Repeat the records below exactly, beginning at the first line and finishing with the line that contains "pub mod verify;".
══════════════════════════════
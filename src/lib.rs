//! aiproxy-docs - API documentation page for an OpenAI-compatible AI proxy
//!
//! This library resolves which example model identifiers the documentation
//! shows for the configured allow-lists, renders the request/response samples,
//! and serves the resulting page over HTTP.

pub mod config;
pub mod docs;
pub mod error;
pub mod verify;
pub mod web;

pub use config::Config;
pub use error::{Error, Result};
══════════════════════════════
§ Problem solution
filename src/lib.rs
//! aiproxy-docs - API documentation page for an OpenAI-compatible AI proxy
//!
//! This library resolves which example model identifiers the documentation
//! shows for the configured allow-lists, renders the request/response samples,
//! and serves the resulting page over HTTP.

pub mod config;
pub mod docs;
pub mod error;
pub mod verify;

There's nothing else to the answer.